Exercise directions »
Transcribe exactly the lines that fall between the one holding "let stack = stack(settings, at(2024, 3, 10, 2, 0, 1)).await;" and the one holding "use crate::port::data_source::TableData;", inclusive, from the entries below.

[Records from a dataset]
------------------------------

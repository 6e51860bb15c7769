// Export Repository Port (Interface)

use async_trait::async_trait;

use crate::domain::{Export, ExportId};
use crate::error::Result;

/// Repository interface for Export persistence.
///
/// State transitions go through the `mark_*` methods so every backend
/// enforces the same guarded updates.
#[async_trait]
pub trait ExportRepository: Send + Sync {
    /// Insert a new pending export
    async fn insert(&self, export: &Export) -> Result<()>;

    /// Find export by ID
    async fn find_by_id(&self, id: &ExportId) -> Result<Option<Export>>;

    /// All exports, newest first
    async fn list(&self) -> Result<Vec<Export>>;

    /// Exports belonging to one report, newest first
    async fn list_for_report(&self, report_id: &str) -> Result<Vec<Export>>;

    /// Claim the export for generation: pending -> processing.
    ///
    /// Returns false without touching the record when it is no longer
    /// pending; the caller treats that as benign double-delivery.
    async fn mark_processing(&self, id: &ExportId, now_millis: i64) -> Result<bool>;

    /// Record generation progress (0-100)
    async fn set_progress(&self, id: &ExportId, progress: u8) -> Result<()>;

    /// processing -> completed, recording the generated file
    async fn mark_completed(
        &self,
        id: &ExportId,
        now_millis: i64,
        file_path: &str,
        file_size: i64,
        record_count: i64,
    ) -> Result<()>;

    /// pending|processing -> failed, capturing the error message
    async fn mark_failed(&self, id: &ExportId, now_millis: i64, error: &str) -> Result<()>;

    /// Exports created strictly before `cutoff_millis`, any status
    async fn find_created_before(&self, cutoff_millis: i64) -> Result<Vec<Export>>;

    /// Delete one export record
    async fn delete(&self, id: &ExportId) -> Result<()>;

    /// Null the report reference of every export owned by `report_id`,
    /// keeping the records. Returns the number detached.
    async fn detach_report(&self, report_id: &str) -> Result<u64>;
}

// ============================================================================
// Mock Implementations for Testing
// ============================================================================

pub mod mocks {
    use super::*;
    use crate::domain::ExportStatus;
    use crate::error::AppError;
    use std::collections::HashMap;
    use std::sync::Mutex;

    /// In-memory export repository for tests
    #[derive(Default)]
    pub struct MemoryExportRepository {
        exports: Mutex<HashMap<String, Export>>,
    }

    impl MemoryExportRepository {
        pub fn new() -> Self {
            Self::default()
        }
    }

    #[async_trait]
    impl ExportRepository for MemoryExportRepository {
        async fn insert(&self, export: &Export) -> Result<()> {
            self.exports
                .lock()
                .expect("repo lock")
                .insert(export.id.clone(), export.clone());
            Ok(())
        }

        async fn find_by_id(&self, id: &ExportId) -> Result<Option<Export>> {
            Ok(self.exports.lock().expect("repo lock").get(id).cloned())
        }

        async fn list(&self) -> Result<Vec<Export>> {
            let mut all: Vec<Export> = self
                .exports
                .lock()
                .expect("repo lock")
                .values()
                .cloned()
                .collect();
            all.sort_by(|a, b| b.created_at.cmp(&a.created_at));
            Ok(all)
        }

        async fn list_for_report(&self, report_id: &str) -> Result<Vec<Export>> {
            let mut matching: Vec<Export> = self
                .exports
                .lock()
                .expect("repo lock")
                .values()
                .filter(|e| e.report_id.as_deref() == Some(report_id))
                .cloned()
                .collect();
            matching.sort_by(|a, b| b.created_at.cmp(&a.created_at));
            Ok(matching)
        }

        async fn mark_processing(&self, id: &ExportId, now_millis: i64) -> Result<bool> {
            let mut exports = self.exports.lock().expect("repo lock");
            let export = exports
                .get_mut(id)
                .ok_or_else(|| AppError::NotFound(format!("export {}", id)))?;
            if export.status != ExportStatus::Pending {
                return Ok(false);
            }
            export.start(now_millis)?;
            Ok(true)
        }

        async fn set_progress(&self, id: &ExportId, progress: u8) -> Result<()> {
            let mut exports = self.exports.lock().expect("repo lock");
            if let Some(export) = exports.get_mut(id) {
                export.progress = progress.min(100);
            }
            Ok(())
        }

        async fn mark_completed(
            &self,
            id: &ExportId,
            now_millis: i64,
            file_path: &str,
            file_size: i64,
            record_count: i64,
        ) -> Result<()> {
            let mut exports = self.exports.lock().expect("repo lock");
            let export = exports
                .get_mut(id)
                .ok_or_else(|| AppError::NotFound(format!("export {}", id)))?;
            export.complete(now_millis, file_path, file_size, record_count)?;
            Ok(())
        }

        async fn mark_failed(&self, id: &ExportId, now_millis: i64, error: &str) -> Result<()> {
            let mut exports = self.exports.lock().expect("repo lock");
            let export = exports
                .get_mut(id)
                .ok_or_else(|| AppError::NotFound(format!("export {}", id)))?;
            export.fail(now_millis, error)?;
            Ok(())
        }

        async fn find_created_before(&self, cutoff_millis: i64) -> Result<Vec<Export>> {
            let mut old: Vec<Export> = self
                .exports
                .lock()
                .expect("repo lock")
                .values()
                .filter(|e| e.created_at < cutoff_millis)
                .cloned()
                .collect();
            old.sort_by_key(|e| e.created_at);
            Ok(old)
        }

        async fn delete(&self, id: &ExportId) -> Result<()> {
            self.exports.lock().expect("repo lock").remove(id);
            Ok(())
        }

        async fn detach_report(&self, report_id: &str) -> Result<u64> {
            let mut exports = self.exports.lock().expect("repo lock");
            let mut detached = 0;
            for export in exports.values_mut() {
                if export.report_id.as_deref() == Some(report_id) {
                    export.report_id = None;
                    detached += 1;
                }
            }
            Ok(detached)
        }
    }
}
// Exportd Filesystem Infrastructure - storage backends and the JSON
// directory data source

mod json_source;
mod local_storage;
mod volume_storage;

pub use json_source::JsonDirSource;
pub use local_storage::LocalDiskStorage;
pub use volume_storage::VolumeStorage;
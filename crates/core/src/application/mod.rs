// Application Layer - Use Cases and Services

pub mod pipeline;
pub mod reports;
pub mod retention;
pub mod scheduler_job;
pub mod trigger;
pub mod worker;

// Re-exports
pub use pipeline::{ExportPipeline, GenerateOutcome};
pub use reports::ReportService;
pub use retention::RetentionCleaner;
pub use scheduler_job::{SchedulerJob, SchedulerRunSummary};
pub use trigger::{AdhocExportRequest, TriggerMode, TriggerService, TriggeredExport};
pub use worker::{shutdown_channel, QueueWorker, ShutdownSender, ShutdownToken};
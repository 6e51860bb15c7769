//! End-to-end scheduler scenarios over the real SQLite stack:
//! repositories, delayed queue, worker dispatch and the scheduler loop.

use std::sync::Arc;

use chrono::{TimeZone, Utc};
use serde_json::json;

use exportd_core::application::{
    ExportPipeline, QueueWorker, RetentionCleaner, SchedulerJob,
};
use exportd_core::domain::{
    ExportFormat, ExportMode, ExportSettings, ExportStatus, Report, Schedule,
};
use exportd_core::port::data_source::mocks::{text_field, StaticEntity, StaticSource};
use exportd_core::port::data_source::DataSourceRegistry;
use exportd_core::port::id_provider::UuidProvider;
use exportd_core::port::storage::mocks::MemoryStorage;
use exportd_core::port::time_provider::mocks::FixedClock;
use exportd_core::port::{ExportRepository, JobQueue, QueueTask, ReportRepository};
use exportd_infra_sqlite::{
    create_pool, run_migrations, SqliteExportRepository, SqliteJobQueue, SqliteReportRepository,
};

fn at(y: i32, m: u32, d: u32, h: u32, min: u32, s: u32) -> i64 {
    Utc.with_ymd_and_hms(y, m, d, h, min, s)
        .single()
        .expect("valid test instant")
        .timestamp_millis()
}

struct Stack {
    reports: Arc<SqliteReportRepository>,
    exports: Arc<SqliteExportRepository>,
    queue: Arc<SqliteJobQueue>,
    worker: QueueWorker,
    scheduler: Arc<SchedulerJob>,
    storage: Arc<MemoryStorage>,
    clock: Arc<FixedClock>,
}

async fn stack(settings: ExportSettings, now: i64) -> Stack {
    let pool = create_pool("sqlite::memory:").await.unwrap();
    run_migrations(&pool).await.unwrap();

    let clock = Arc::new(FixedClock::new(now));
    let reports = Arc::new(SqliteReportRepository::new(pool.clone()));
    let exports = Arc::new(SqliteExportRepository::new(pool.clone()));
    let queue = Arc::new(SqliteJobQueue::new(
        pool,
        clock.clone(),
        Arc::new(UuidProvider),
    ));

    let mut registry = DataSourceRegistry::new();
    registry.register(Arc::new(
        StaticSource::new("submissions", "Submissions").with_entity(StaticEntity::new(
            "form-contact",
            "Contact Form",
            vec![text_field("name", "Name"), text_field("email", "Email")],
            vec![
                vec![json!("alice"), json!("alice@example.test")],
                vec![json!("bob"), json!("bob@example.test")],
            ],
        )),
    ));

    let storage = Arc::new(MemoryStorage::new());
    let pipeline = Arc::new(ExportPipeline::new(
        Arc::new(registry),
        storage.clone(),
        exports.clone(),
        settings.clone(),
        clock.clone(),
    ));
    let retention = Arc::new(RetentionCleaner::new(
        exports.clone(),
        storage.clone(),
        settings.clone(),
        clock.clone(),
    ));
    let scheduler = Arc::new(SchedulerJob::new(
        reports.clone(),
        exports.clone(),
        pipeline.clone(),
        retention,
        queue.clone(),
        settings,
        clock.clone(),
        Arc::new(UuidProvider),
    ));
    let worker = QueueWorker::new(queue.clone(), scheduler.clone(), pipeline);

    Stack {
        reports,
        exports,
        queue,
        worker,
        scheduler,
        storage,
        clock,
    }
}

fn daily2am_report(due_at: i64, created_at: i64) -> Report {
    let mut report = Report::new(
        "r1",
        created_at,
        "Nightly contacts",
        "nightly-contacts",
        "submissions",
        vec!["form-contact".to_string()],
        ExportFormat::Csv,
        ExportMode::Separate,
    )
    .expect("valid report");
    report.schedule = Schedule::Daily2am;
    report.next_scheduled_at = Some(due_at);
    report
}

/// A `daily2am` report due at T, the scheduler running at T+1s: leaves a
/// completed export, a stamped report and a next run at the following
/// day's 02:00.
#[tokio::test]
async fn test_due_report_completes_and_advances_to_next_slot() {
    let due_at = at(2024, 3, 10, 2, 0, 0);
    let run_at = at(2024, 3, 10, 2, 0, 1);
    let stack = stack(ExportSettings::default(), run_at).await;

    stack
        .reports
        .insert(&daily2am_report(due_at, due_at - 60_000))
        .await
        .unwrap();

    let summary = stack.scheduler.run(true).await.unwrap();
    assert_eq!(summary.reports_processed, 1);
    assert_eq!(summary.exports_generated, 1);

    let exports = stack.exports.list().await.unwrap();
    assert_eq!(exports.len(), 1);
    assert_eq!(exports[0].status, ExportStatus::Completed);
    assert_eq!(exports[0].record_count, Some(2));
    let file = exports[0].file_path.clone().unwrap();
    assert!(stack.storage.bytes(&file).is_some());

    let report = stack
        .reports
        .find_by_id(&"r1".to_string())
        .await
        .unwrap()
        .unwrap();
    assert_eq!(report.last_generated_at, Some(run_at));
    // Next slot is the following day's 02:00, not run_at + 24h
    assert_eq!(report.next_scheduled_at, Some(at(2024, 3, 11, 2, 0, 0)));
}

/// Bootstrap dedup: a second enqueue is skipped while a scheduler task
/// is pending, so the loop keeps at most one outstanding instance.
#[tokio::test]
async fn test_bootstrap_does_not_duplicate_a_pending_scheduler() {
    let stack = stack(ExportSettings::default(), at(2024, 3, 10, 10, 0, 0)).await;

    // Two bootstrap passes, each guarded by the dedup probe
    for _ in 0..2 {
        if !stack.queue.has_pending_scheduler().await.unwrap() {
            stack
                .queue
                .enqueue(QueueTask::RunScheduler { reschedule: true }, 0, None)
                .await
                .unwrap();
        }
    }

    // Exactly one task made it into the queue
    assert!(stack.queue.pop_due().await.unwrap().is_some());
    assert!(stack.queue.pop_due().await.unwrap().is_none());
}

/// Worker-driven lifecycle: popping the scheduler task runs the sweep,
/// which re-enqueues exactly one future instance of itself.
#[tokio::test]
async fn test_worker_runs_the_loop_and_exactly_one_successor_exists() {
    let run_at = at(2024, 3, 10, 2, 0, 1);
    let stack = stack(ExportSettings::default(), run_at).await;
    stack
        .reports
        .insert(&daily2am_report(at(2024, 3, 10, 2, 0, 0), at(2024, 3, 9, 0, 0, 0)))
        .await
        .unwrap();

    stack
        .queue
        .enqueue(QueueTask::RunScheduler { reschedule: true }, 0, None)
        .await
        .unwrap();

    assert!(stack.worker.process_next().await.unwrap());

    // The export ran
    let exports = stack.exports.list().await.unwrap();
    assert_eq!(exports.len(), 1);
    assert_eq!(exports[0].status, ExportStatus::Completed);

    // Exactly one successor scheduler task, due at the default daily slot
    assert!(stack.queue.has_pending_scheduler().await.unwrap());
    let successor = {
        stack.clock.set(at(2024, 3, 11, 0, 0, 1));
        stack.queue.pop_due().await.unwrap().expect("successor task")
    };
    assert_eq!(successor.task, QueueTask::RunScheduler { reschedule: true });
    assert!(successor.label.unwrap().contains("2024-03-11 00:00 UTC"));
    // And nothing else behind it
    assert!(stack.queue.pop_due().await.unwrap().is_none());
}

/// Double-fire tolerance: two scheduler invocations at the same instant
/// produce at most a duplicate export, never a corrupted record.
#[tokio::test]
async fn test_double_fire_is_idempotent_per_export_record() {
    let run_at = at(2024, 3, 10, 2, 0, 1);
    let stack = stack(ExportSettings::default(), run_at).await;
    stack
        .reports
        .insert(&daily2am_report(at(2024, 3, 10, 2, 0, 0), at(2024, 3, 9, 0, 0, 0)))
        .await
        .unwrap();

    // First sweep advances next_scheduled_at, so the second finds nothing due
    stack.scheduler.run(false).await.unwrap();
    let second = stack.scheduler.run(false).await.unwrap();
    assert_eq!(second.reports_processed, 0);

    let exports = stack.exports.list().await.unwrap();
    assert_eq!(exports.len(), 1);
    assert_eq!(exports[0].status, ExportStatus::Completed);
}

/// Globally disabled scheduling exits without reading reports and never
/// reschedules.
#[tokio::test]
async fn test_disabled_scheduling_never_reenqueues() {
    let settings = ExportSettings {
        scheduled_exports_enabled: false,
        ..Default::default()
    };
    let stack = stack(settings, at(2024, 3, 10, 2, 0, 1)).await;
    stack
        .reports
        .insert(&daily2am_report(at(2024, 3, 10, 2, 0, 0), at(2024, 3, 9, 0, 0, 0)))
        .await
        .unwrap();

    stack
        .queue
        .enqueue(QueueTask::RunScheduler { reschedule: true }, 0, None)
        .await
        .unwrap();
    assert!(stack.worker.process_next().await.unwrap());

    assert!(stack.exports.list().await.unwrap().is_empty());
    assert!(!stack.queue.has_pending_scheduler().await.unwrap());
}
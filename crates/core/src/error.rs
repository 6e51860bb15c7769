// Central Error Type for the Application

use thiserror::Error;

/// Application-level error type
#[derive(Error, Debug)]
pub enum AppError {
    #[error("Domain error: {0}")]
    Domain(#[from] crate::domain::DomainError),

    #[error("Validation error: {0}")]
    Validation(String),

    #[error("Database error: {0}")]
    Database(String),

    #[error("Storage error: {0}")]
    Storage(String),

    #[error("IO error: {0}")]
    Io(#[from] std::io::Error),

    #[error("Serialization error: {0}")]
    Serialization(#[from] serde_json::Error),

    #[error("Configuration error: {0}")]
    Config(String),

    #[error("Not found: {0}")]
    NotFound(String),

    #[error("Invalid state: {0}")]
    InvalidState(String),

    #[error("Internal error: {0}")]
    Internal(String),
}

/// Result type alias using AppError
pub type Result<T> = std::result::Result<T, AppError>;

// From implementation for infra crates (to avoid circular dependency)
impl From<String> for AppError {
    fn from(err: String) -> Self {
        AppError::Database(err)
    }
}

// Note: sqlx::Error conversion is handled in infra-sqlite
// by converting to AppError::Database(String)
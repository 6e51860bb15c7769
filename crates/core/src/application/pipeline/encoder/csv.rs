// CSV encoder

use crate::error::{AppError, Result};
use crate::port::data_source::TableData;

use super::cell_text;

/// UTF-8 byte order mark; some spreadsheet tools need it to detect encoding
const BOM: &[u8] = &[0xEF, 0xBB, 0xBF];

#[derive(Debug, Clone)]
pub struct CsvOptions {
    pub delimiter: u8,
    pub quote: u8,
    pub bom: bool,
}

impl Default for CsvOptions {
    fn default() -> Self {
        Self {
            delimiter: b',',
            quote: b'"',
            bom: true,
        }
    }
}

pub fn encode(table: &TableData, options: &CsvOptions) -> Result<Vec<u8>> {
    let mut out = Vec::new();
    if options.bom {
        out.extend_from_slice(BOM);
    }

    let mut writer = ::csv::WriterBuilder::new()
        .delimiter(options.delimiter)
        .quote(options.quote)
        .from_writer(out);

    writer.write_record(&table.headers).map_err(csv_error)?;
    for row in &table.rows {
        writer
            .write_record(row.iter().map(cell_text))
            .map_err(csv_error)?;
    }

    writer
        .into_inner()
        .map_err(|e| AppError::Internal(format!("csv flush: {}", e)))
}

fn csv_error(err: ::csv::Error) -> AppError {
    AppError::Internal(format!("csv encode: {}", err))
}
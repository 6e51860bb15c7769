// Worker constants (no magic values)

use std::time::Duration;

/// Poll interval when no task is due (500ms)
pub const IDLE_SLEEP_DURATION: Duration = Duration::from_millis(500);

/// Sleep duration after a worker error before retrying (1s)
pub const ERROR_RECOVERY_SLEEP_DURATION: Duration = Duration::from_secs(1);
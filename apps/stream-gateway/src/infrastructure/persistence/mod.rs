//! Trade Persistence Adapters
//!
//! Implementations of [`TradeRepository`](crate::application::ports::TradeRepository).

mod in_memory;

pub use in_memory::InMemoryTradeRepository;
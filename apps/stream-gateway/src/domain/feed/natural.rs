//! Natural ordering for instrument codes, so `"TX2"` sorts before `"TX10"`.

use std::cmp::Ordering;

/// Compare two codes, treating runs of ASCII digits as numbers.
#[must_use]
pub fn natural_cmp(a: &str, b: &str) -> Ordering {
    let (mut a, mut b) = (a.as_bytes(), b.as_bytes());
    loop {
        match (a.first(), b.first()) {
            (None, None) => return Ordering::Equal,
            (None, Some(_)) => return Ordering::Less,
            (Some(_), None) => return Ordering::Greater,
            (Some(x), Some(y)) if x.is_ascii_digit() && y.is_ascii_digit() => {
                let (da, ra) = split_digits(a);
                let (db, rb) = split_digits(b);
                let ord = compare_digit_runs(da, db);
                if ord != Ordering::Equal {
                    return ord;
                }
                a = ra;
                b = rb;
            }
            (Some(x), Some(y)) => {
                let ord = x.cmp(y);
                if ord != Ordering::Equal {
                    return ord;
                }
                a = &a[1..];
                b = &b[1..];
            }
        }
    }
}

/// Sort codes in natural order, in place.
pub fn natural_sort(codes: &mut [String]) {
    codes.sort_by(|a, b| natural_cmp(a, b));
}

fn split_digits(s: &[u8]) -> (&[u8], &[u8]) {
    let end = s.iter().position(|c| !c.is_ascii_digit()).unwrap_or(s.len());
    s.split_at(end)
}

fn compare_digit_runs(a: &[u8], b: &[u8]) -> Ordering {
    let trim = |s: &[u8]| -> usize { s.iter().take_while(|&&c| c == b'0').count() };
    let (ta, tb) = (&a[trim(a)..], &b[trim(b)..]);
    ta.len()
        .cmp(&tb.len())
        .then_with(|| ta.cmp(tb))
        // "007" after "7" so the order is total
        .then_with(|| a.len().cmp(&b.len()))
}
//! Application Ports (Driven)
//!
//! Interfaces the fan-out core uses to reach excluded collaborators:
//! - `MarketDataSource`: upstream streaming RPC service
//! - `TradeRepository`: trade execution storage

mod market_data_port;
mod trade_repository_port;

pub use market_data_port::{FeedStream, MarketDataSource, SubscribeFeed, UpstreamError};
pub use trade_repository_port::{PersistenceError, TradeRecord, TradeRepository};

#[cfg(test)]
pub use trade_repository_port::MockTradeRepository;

------------------------------

Problem solution »
    let stack = stack(settings, at(2024, 3, 10, 2, 0, 1)).await;
    stack
        .reports
        .insert(&daily2am_report(at(2024, 3, 10, 2, 0, 0), at(2024, 3, 9, 0, 0, 0)))
        .await
        .unwrap();

    stack
        .queue
        .enqueue(QueueTask::RunScheduler { reschedule: true }, 0, None)
        .await
        .unwrap();
    assert!(stack.worker.process_next().await.unwrap());

    assert!(stack.exports.list().await.unwrap().is_empty());
    assert!(!stack.queue.has_pending_scheduler().await.unwrap());
}
filename crates/core/src/error.rs
repository 6e51860bb15c7769
// Central Error Type for the Application

use thiserror::Error;

/// Application-level error type
#[derive(Error, Debug)]
pub enum AppError {
    #[error("Domain error: {0}")]
    Domain(#[from] crate::domain::DomainError),

    #[error("Validation error: {0}")]
    Validation(String),

    #[error("Database error: {0}")]
    Database(String),

    #[error("Storage error: {0}")]
    Storage(String),

    #[error("IO error: {0}")]
    Io(#[from] std::io::Error),

    #[error("Serialization error: {0}")]
    Serialization(#[from] serde_json::Error),

    #[error("Configuration error: {0}")]
    Config(String),

    #[error("Not found: {0}")]
    NotFound(String),

    #[error("Invalid state: {0}")]
    InvalidState(String),

    #[error("Internal error: {0}")]
    Internal(String),
}

/// Result type alias using AppError
pub type Result<T> = std::result::Result<T, AppError>;

// From implementation for infra crates (to avoid circular dependency)
impl From<String> for AppError {
    fn from(err: String) -> Self {
        AppError::Database(err)
    }
}

// Note: sqlx::Error conversion is handled in infra-sqlite
// by converting to AppError::Database(String)
repository 6e51860bb15c7769
filename crates/core/src/application/pipeline/encoder/csv.rs
// CSV encoder

use crate::error::{AppError, Result};
use crate::port::data_source::TableData;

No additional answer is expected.